* WHAT YOU ARE ASKED TO DO: An exact, complete copy of the data that follows is needed.

* DATA FOR ANALYSIS:
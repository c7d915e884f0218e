//! Benchmark – jsonprim token scanners.
#![allow(missing_docs)]

use criterion::{BatchSize, Criterion, black_box, criterion_group, criterion_main};
use jsonprim::{scan_float, scan_int, scan_string, skip_ws};

fn bench_skip_ws(c: &mut Criterion) {
    let pure = " \n\r\t".repeat(20);
    let suffixed = format!("{pure}hello");
    c.bench_function("skip_ws/pure", |b| {
        b.iter(|| skip_ws(black_box(pure.as_bytes()), 0));
    });
    c.bench_function("skip_ws/suffixed", |b| {
        b.iter(|| skip_ws(black_box(suffixed.as_bytes()), 0));
    });
}

fn bench_scan_string(c: &mut Criterion) {
    let plain = "\"1234567890qwertyuiopasdfghjklzxcvbnm áéíóú\"".as_bytes();
    let escaped = "\"1234567890qwertyuiopasdfghjklzxcvbnm áéíóú \\uD83D\\uDCA9 \\\"💩\\\"\"".as_bytes();
    c.bench_function("scan_string/no_escapes", |b| {
        b.iter_batched_ref(
            || plain.to_vec(),
            |buf| black_box(scan_string(buf, 0)).is_ok(),
            BatchSize::SmallInput,
        );
    });
    c.bench_function("scan_string/escapes", |b| {
        b.iter_batched_ref(
            || escaped.to_vec(),
            |buf| black_box(scan_string(buf, 0)).is_ok(),
            BatchSize::SmallInput,
        );
    });
}

fn bench_scan_int(c: &mut Criterion) {
    let padded = b"   -9223372036854775808   ";
    c.bench_function("scan_int/padded_min", |b| {
        b.iter(|| scan_int(black_box(padded), 0));
    });
}

fn bench_scan_float(c: &mut Criterion) {
    let big =
        b"-12345678900000000000000000000000000000000000000000000000000000000000000000000000000000000000.123E-10, \"hi\"";
    c.bench_function("scan_float/big_literal", |b| {
        b.iter(|| scan_float(black_box(big), 0));
    });
}

criterion_group!(
    benches,
    bench_skip_ws,
    bench_scan_string,
    bench_scan_int,
    bench_scan_float
);
criterion_main!(benches);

* YOUR SOLUTION:
repository c7d915e884f0218e
//! Benchmark – jsonprim token scanners.
#![allow(missing_docs)]

use criterion::{BatchSize, Criterion, black_box, criterion_group, criterion_main};
use jsonprim::{scan_float, scan_int, scan_string, skip_ws};

fn bench_skip_ws(c: &mut Criterion) {
    let pure = " \n\r\t".repeat(20);
    let suffixed = format!("{pure}hello");
    c.bench_function("skip_ws/pure", |b| {
        b.iter(|| skip_ws(black_box(pure.as_bytes()), 0));
    });
    c.bench_function("skip_ws/suffixed", |b| {
        b.iter(|| skip_ws(black_box(suffixed.as_bytes()), 0));
    });
}

fn bench_scan_string(c: &mut Criterion) {
    let plain = "\"1234567890qwertyuiopasdfghjklzxcvbnm áéíóú\"".as_bytes();
    let escaped = "\"1234567890qwertyuiopasdfghjklzxcvbnm áéíóú \\uD83D\\uDCA9 \\\"💩\\\"\"".as_bytes();
    c.bench_function("scan_string/no_escapes", |b| {
        b.iter_batched_ref(
            || plain.to_vec(),
            |buf| black_box(scan_string(buf, 0)).is_ok(),
            BatchSize::SmallInput,
        );
    });
    c.bench_function("scan_string/escapes", |b| {
        b.iter_batched_ref(
            || escaped.to_vec(),
            |buf| black_box(scan_string(buf, 0)).is_ok(),
            BatchSize::SmallInput,
        );
    });
}

fn bench_scan_int(c: &mut Criterion) {
    let padded = b"   -9223372036854775808   ";
    c.bench_function("scan_int/padded_min", |b| {
        b.iter(|| scan_int(black_box(padded), 0));
    });
}

fn bench_scan_float(c: &mut Criterion) {
    let big =
        b"-12345678900000000000000000000000000000000000000000000000000000000000000000000000000000000000.123E-10, \"hi\"";
    c.bench_function("scan_float/big_literal", |b| {
        b.iter(|| scan_float(black_box(big), 0));
    });
}

criterion_group!(
    benches,
    bench_skip_ws,
    bench_scan_string,
    bench_scan_int,
    bench_scan_float
);
criterion_main!(benches);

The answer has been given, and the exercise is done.